Implementation Details

Mylar provides the following APIs to developers (unless otherwise specified, APIs are called by the client):

  • User control:

    • idp_config(url, pubkey): Retrieve the user’s principal from a third-party OpenID service (IDP).
    • create_user(uname, password, auth_princ): Create user uname, whose password is password, and the public and private keys are auth_princ.
    • login(uname, password): User login.
    • logout(): The current user logs out.
  • Data operation:

    • collection.encrypted([field: princ_field], …): Specify which fields in a document collection need to be encrypted and what keys are used for encryption respectively.
    • collection.auth_set([princ_field, fields], …): Authenticate the consistency of several fields in a document collection with the given key, that is, the checksum of these fields as a whole is correct. This is to prevent malicious servers from replacing the X field of document A with the X field value of document B, destroying data integrity.
    • collection.searchable(field): Called by the server. Mark a field in the document collection as searchable to build an index and improve search efficiency.
    • collection.search(word, field, princ, filter, proj): Search for documents in the document collection where the field value equals word, use princ to generate encrypted search keywords; filter the search results and output the fields specified by proj.
  • Key Management:

    • princ_create(name, creator_princ): Create a pair of public and private keys, sign it with the creator’s key, and authorize the creator to access this pair of keys.
    • princ_create_static(name, password): Called by the server side. Create a pair of public and private keys hardcoded in the application, and encrypt the private key with the password.
    • princ_static(name, password): Returns the public key hardcoded in the application. If the password is correct, the private key is also returned.
    • princ_current(): Get the current user’s public and private keys.
    • princ_lookup(name1, …, namek, root): Check the key chain starting from the root key (such as a third-party OpenID) root, namek, …, name1.
    • granter.add_access(grantee): Grant grantee access to the granter’s key.
    • grantee.allow_search(granter): Grant grantee the permission to search the granter’s content.

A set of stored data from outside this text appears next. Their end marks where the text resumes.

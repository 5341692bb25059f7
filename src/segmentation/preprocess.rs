use super::types::Matte;
use image::{imageops, Luma, Rgb, RgbImage};
use ndarray::{Array4, ArrayViewD};

/// Converts frames to model tensors and model output back to mattes.
pub struct Preprocessor {
    target_width: u32,
    target_height: u32,
}

impl Preprocessor {
    pub fn new(target_width: u32, target_height: u32) -> Self {
        Self {
            target_width,
            target_height,
        }
    }

    /// Resize `image` to the model size and lay it out as a normalized
    /// `[1, 3, H, W]` tensor.
    pub fn to_tensor(&self, image: &RgbImage) -> Array4<f32> {
        let _span = tracing::debug_span!("preprocess").entered();

        let resized;
        let image = if image.dimensions() != (self.target_width, self.target_height) {
            resized = imageops::resize(
                image,
                self.target_width,
                self.target_height,
                imageops::FilterType::Triangle,
            );
            &resized
        } else {
            image
        };

        let shape = (1, 3, self.target_height as usize, self.target_width as usize);
        Array4::from_shape_fn(shape, |(_, c, y, x)| {
            image.get_pixel(x as u32, y as u32)[c] as f32 / 255.0
        })
    }

    /// Turn a `[1, 1, H, W]` alpha tensor into a matte sized `width`x`height`.
    pub fn alpha_to_matte(alpha: ArrayViewD<'_, f32>, width: u32, height: u32) -> Matte {
        let _span = tracing::debug_span!("postprocess").entered();

        let shape = alpha.shape();
        let (alpha_height, alpha_width) = (shape[shape.len() - 2], shape[shape.len() - 1]);
        let plane = alpha.to_shape((alpha_height, alpha_width));

        let matte = match plane {
            Ok(plane) => Matte::from_fn(alpha_width as u32, alpha_height as u32, |x, y| {
                Luma([(plane[[y as usize, x as usize]] * 255.0).clamp(0.0, 255.0) as u8])
            }),
            Err(err) => {
                tracing::warn!("Unexpected alpha tensor shape {:?}: {}", shape, err);
                return Matte::new(width, height);
            }
        };

        if matte.dimensions() == (width, height) {
            matte
        } else {
            imageops::resize(&matte, width, height, imageops::FilterType::Triangle)
        }
    }

    /// Grayscale rendering of a matte for display.
    pub fn matte_to_rgb(matte: &Matte) -> RgbImage {
        RgbImage::from_fn(matte.width(), matte.height(), |x, y| {
            let value = matte.get_pixel(x, y)[0];
            Rgb([value, value, value])
        })
    }
}

#[cfg(test)]
mod tests {
    use super::*;
    use ndarray::Array4;

    #[test]
    fn tensor_is_nchw_normalized() {
        let image = RgbImage::from_pixel(4, 2, Rgb([255, 0, 51]));
        let tensor = Preprocessor::new(4, 2).to_tensor(&image);
        assert_eq!(tensor.shape(), &[1, 3, 2, 4]);
        assert_eq!(tensor[[0, 0, 1, 3]], 1.0);
        assert_eq!(tensor[[0, 1, 0, 0]], 0.0);
        assert!((tensor[[0, 2, 0, 0]] - 0.2).abs() < 1e-6);
    }

    #[test]
    fn alpha_becomes_matte() {
        let alpha = Array4::<f32>::from_shape_fn((1, 1, 2, 2), |(_, _, y, _)| y as f32);
        let matte = Preprocessor::alpha_to_matte(alpha.view().into_dyn(), 2, 2);
        assert_eq!(matte.get_pixel(0, 0)[0], 0);
        assert_eq!(matte.get_pixel(1, 1)[0], 255);
    }
}
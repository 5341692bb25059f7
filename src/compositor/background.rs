use crate::error::{BoothError, BoothResult};
use image::imageops::{self, FilterType};
use image::RgbImage;
use std::fmt;
use std::io::Read;
use std::str::FromStr;
use std::time::Duration;

const FETCH_TIMEOUT: Duration = Duration::from_secs(10);
const MAX_BACKGROUND_BYTES: u64 = 32 * 1024 * 1024;

/// Background selection as made by the operator.
#[derive(Debug, Clone, PartialEq, Eq, Default)]
pub enum BackgroundSpec {
    #[default]
    None,
    Blur,
    /// Local image path, `file://` URL or `http(s)://` URL.
    Image(String),
}

impl FromStr for BackgroundSpec {
    type Err = std::convert::Infallible;

    fn from_str(s: &str) -> Result<Self, Self::Err> {
        Ok(match s.trim() {
            "" | "none" => Self::None,
            "blur" => Self::Blur,
            other => Self::Image(other.to_string()),
        })
    }
}

impl fmt::Display for BackgroundSpec {
    fn fmt(&self, f: &mut fmt::Formatter<'_>) -> fmt::Result {
        match self {
            Self::None => write!(f, "none"),
            Self::Blur => write!(f, "blur"),
            Self::Image(source) => write!(f, "{}", source),
        }
    }
}

/// Pixels ready to sit behind the subject.
#[derive(Debug, Clone, Default)]
pub enum BackgroundLayer {
    #[default]
    None,
    Blur,
    /// Already scaled to the canvas.
    Image(RgbImage),
}

/// A resolved background: the requested spec and the layer actually drawn.
#[derive(Debug, Clone, Default)]
pub struct Backdrop {
    pub(super) spec: BackgroundSpec,
    pub(super) layer: BackgroundLayer,
}

impl Backdrop {
    pub fn none() -> Self {
        Self::default()
    }

    /// Resolve `spec` for a `width`x`height` canvas.
    ///
    /// Images are decoded and scaled once here rather than on every tick.
    pub fn load(spec: &BackgroundSpec, width: u32, height: u32) -> BoothResult<Self> {
        let layer = match spec {
            BackgroundSpec::None => BackgroundLayer::None,
            BackgroundSpec::Blur => BackgroundLayer::Blur,
            BackgroundSpec::Image(source) => {
                let image = match locate(source)? {
                    Location::Local(path) => {
                        tracing::info!("Loading background image from {}", path);
                        image::open(path).map_err(|err| BoothError::BackgroundLoad {
                            path: path.to_string(),
                            source: err,
                        })?
                    }
                    Location::Remote(url) => {
                        tracing::info!("Fetching background image from {}", url);
                        let bytes = fetch(url)?;
                        image::load_from_memory(&bytes).map_err(|err| {
                            BoothError::BackgroundLoad {
                                path: url.to_string(),
                                source: err,
                            }
                        })?
                    }
                }
                .to_rgb8();

                tracing::info!(
                    "Background image {}x{} scaled to {}x{}",
                    image.width(),
                    image.height(),
                    width,
                    height
                );
                BackgroundLayer::Image(imageops::resize(
                    &image,
                    width,
                    height,
                    FilterType::Triangle,
                ))
            }
        };

        Ok(Self {
            spec: spec.clone(),
            layer,
        })
    }

    /// Resolve `spec`, falling back to no background when it cannot be loaded.
    ///
    /// The load error is handed back so the caller can report it.
    pub fn load_or_none(
        spec: &BackgroundSpec,
        width: u32,
        height: u32,
    ) -> (Self, Option<BoothError>) {
        match Self::load(spec, width, height) {
            Ok(backdrop) => (backdrop, None),
            Err(err) => (Self::none(), Some(err)),
        }
    }

    pub fn spec(&self) -> &BackgroundSpec {
        &self.spec
    }

    pub fn layer(&self) -> &BackgroundLayer {
        &self.layer
    }

    pub fn is_none(&self) -> bool {
        matches!(self.layer, BackgroundLayer::None)
    }
}

enum Location<'a> {
    Local(&'a str),
    Remote(&'a str),
}

fn locate(source: &str) -> BoothResult<Location<'_>> {
    if let Some(path) = source.strip_prefix("file://") {
        return Ok(Location::Local(path));
    }
    if source.starts_with("http://") || source.starts_with("https://") {
        return Ok(Location::Remote(source));
    }
    if source.contains("://") {
        return Err(BoothError::UnsupportedBackground(source.to_string()));
    }
    Ok(Location::Local(source))
}

/// Download a remote background in one blocking request.
fn fetch(url: &str) -> BoothResult<Vec<u8>> {
    let fetch_error = |source: Box<dyn std::error::Error + Send + Sync>| {
        BoothError::BackgroundFetch {
            url: url.to_string(),
            source,
        }
    };

    let response = ureq::get(url)
        .timeout(FETCH_TIMEOUT)
        .call()
        .map_err(|err| fetch_error(Box::new(err)))?;

    let mut bytes = Vec::new();
    response
        .into_reader()
        .take(MAX_BACKGROUND_BYTES)
        .read_to_end(&mut bytes)
        .map_err(|err| fetch_error(Box::new(err)))?;

    tracing::debug!("Fetched {} bytes from {}", bytes.len(), url);
    Ok(bytes)
}
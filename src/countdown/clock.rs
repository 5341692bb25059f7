use std::cell::Cell;
use std::rc::Rc;
use std::time::{Duration, Instant};

/// Source of the single logical clock every countdown deadline is checked against.
pub trait Clock {
    fn now(&self) -> Instant;
}

/// Wall clock.
#[derive(Debug, Clone, Copy, Default)]
pub struct SystemClock;

impl Clock for SystemClock {
    fn now(&self) -> Instant {
        Instant::now()
    }
}

/// Hand-driven clock for deterministic ticks.
///
/// Clones share the same time, so a test can keep one handle and give
/// another to the pipeline.
#[derive(Debug, Clone)]
pub struct ManualClock {
    now: Rc<Cell<Instant>>,
}

impl ManualClock {
    pub fn new() -> Self {
        Self::starting_at(Instant::now())
    }

    pub fn starting_at(start: Instant) -> Self {
        Self {
            now: Rc::new(Cell::new(start)),
        }
    }

    pub fn advance(&self, by: Duration) {
        self.now.set(self.now.get() + by);
    }
}

impl Default for ManualClock {
    fn default() -> Self {
        Self::new()
    }
}

impl Clock for ManualClock {
    fn now(&self) -> Instant {
        self.now.get()
    }
}
mod loopback;
mod photo;

pub use loopback::V4L2Output;
pub use photo::{PhotoSink, PngDirectorySink};

use anyhow::Result;
use image::RgbImage;

/// Destination for composited frames.
pub trait OutputSink {
    fn write_frame(&mut self, frame: &RgbImage) -> Result<()>;

    /// Expected frame size as (width, height).
    fn resolution(&self) -> (u32, u32);
}
//! Error types for the booth core.

use std::path::PathBuf;
use thiserror::Error;

/// Result type for booth operations.
pub type BoothResult<T> = Result<T, BoothError>;

/// Errors surfaced to the collaborators around the per-frame pipeline.
///
/// None of these are produced inside a tick; a tick always yields a frame.
#[derive(Debug, Error)]
pub enum BoothError {
    #[error("Invalid configuration: {0}")]
    InvalidConfig(String),

    #[error("Unsupported background source: {0}")]
    UnsupportedBackground(String),

    #[error("Failed to load background image {path}: {source}")]
    BackgroundLoad {
        path: String,
        #[source]
        source: image::ImageError,
    },

    #[error("Failed to fetch background image {url}: {source}")]
    BackgroundFetch {
        url: String,
        #[source]
        source: Box<dyn std::error::Error + Send + Sync>,
    },

    #[error("Failed to write photo {}: {source}", path.display())]
    PhotoWrite {
        path: PathBuf,
        #[source]
        source: image::ImageError,
    },

    #[error("IO error: {0}")]
    Io(#[from] std::io::Error),
}

impl BoothError {
    pub fn invalid_config(msg: impl Into<String>) -> Self {
        Self::InvalidConfig(msg.into())
    }
}
#[cfg(test)]
mod tests {
    use super::*;

    const SECOND: Duration = Duration::from_secs(1);

    fn machine(mode: CaptureMode) -> CaptureStateMachine {
        CaptureStateMachine::new(CountdownConfig::default(), mode)
    }

    fn seen(similarity: f32) -> TickInput {
        TickInput {
            similarity: Some(similarity),
            in_range: true,
            ..Default::default()
        }
    }

    #[test]
    fn matched_pose_counts_down_and_captures() {
        let m = machine(CaptureMode::Auto);
        let t0 = Instant::now();
        let mut status = CaptureStatus::default();
        let mut states = Vec::new();
        let mut all_events = Vec::new();

        for (i, similarity) in [0.5, 0.82, 0.82, 0.82, 0.82].into_iter().enumerate() {
            let (next, events) = m.advance(status, &seen(similarity), t0 + SECOND * i as u32);
            status = next;
            states.push(status.countdown());
            all_events.push(events);
        }

        assert_eq!(states, vec![None, Some(3), Some(2), Some(1), None]);
        assert!(all_events[..4]
            .iter()
            .flatten()
            .all(|e| *e != CaptureEvent::CaptureNow));
        assert_eq!(all_events[4], vec![CaptureEvent::CaptureNow]);
        assert_eq!(
            status.state,
            CaptureState::Cooldown { until: t0 + SECOND * 4 + SECOND * 3 }
        );
    }

    #[test]
    fn drop_below_cancel_threshold_cancels_same_tick() {
        let m = machine(CaptureMode::Auto);
        let t0 = Instant::now();
        let (status, _) = m.advance(CaptureStatus::default(), &seen(0.85), t0);
        let (status, _) = m.advance(status, &seen(0.85), t0 + SECOND);
        assert_eq!(status.countdown(), Some(2));

        // Even with the next step already due, cancellation wins.
        let (status, events) = m.advance(status, &seen(0.70), t0 + SECOND * 3);
        assert_eq!(status.state, CaptureState::Idle);
        assert_eq!(events, vec![CaptureEvent::CountdownCancelled]);
    }

    #[test]
    fn leaving_range_cancels() {
        let m = machine(CaptureMode::Auto);
        let t0 = Instant::now();
        let (status, _) = m.advance(CaptureStatus::default(), &seen(0.9), t0);

        let away = TickInput {
            similarity: Some(0.9),
            in_range: false,
            ..Default::default()
        };
        let (status, events) = m.advance(status, &away, t0 + Duration::from_millis(300));
        assert_eq!(status.state, CaptureState::Idle);
        assert!(events.contains(&CaptureEvent::CountdownCancelled));
    }

    #[test]
    fn hysteresis_band_neither_starts_nor_cancels() {
        let m = machine(CaptureMode::Auto);
        let t0 = Instant::now();

        let (idle, events) = m.advance(CaptureStatus::default(), &seen(0.77), t0);
        assert_eq!(idle.state, CaptureState::Idle);
        assert!(events.is_empty());

        let (status, _) = m.advance(CaptureStatus::default(), &seen(0.80), t0);
        assert_eq!(status.countdown(), Some(3));
        let (status, events) = m.advance(status, &seen(0.75), t0 + Duration::from_millis(500));
        assert_eq!(status.countdown(), Some(3));
        assert!(events.is_empty());
    }

    #[test]
    fn cooldown_blocks_new_countdown() {
        let m = machine(CaptureMode::Auto);
        let t0 = Instant::now();
        let status = CaptureStatus {
            state: CaptureState::Cooldown { until: t0 + SECOND * 3 },
            ready_to_capture: false,
        };

        for offset_ms in [0u64, 500, 1000, 2999] {
            for input in [
                seen(1.0),
                seen(0.9),
                TickInput {
                    similarity: None,
                    in_range: true,
                    manual_trigger: true,
                    capture_requested: false,
                },
            ] {
                let (next, _) = m.advance(status, &input, t0 + Duration::from_millis(offset_ms));
                assert!(next.is_cooling_down());
                assert_eq!(next.countdown(), None);
            }
        }

        let (next, events) = m.advance(status, &seen(0.9), t0 + SECOND * 3);
        assert_eq!(
            events,
            vec![
                CaptureEvent::CooldownEnded,
                CaptureEvent::CountdownStarted { remaining: 3, mode: CaptureMode::Auto },
            ]
        );
        assert_eq!(next.countdown(), Some(3));
    }

    #[test]
    fn second_trigger_is_a_no_op() {
        let m = machine(CaptureMode::Auto);
        let t0 = Instant::now();
        let (status, _) = m.advance(CaptureStatus::default(), &seen(0.9), t0);
        let input = TickInput {
            manual_trigger: true,
            ..seen(0.95)
        };
        let (next, events) = m.advance(status, &input, t0 + Duration::from_millis(100));
        assert_eq!(next, status);
        assert!(events.is_empty());
    }

    #[test]
    fn long_stall_does_not_run_past_zero() {
        let m = machine(CaptureMode::Auto);
        let t0 = Instant::now();
        let (status, _) = m.advance(CaptureStatus::default(), &seen(0.9), t0);

        let (status, events) = m.advance(status, &seen(0.9), t0 + SECOND * 30);
        assert_eq!(
            events,
            vec![
                CaptureEvent::CountdownStep { remaining: 2 },
                CaptureEvent::CountdownStep { remaining: 1 },
                CaptureEvent::CaptureNow,
            ]
        );
        assert_eq!(status.cooldown_remaining(t0 + SECOND * 30), SECOND * 3);
        assert_eq!(status.cooldown_remaining(t0 + SECOND * 90), Duration::ZERO);
    }

    #[test]
    fn steps_follow_wall_clock_not_ticks() {
        let m = machine(CaptureMode::Auto);
        let t0 = Instant::now();
        let (mut status, _) = m.advance(CaptureStatus::default(), &seen(0.9), t0);

        // Thirty ticks inside the first second leave the digit alone.
        for frame in 1..30u64 {
            let (next, _) = m.advance(status, &seen(0.9), t0 + Duration::from_millis(frame * 33));
            status = next;
        }
        assert_eq!(status.countdown(), Some(3));

        let (status, _) = m.advance(status, &seen(0.9), t0 + Duration::from_millis(1010));
        assert_eq!(status.countdown(), Some(2));
    }

    #[test]
    fn manual_mode_waits_for_confirmation() {
        let m = machine(CaptureMode::Manual);
        let t0 = Instant::now();
        let mut status = CaptureStatus::default();
        for i in 0..4u32 {
            let (next, _) = m.advance(status, &seen(0.9), t0 + SECOND * i);
            status = next;
        }
        assert_eq!(status.state, CaptureState::Idle);
        assert!(status.ready_to_capture);

        // Ready blocks a fresh countdown.
        let (status, events) = m.advance(status, &seen(0.9), t0 + SECOND * 4);
        assert!(events.is_empty());

        let confirm = TickInput {
            capture_requested: true,
            ..seen(0.9)
        };
        let (status, events) = m.advance(status, &confirm, t0 + SECOND * 5);
        assert_eq!(events, vec![CaptureEvent::CaptureNow]);
        assert!(!status.ready_to_capture);
        assert!(!status.is_cooling_down());
        assert_eq!(status.countdown(), None);
    }

    #[test]
    fn ready_flag_is_cancelled_by_pose_loss() {
        let m = machine(CaptureMode::Manual);
        let t0 = Instant::now();
        let status = CaptureStatus {
            state: CaptureState::Idle,
            ready_to_capture: true,
        };

        let input = TickInput {
            capture_requested: true,
            ..seen(0.6)
        };
        let (status, events) = m.advance(status, &input, t0);
        assert!(!status.ready_to_capture);
        assert_eq!(events, vec![CaptureEvent::CountdownCancelled]);
    }

    #[test]
    fn manual_trigger_without_reference_pose() {
        let m = machine(CaptureMode::Auto);
        let t0 = Instant::now();
        let input = TickInput {
            similarity: None,
            in_range: true,
            manual_trigger: true,
            capture_requested: false,
        };
        let (status, events) = m.advance(CaptureStatus::default(), &input, t0);
        assert_eq!(
            events,
            vec![CaptureEvent::CountdownStarted { remaining: 3, mode: CaptureMode::Manual }]
        );

        // Without a reference only range matters.
        let hold = TickInput {
            manual_trigger: false,
            ..input
        };
        let (status, _) = m.advance(status, &hold, t0 + SECOND);
        assert_eq!(status.countdown(), Some(2));
    }

    #[test]
    fn capture_request_ignored_when_not_ready() {
        let m = machine(CaptureMode::Manual);
        let input = TickInput {
            capture_requested: true,
            ..seen(0.5)
        };
        let (status, events) = m.advance(CaptureStatus::default(), &input, Instant::now());
        assert_eq!(status, CaptureStatus::default());
        assert!(events.is_empty());
    }
}
mod webcam;

pub use webcam::WebcamCapture;

use anyhow::Result;
use image::RgbImage;

/// Source of raw camera frames.
pub trait CaptureSource {
    /// Block until the next frame is available.
    fn capture_frame(&mut self) -> Result<RgbImage>;

    /// Negotiated frame size as (width, height).
    fn resolution(&self) -> (u32, u32);
}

Taking the chat room application as an example, the code framework is:

CaptureCapture

As you can see, transforming an application into a Mylar application does not require too many changes. The paper also describes some other types of applications, and the amount of code modification is not large:

CaptureCapture

After adding the encryption process, will the server performance significantly decrease? The answer is no.

CaptureCapture

For more evaluation results, please see the original paper. Mylar is an open source project, its homepage is http://css.csail.mit.edu/mylar/

Summary

Meteor + Mylar truly hands over the ownership of data to users, achieving “end-to-end” (client A to client B) security without significantly increasing the burden on application developers and servers.

For the sake of security, Mylar has to make some sacrifices in some aspects:

  • Once permissions are granted, they cannot be revoked. This is a common weakness of the digital signature mechanism, unless a “certificate revocation list” is introduced.
  • It is impossible to separately grant read and write permissions.
  • The server side cannot perform counting, sorting, etc. on encrypted data.
  • The process of exchanging keys and encryption and decryption increases the user’s access delay.
  • The encrypted private key and the “key difference” used for searching need to be saved in multiple copies, occupying more storage space.
    Whether it’s personal data or enterprise applications, the trend is to move to the cloud, but few people completely trust the security of data in the cloud. Under the Meteor + Mylar architecture, the cloud becomes an encrypted database, and server “defection” is no longer a privacy nightmare. Although this security comes at the cost of performance, with the improvement of web frameworks represented by Mylar and the improvement of network conditions, it is believed that more and more applications will start to adopt the “end-to-end” security model.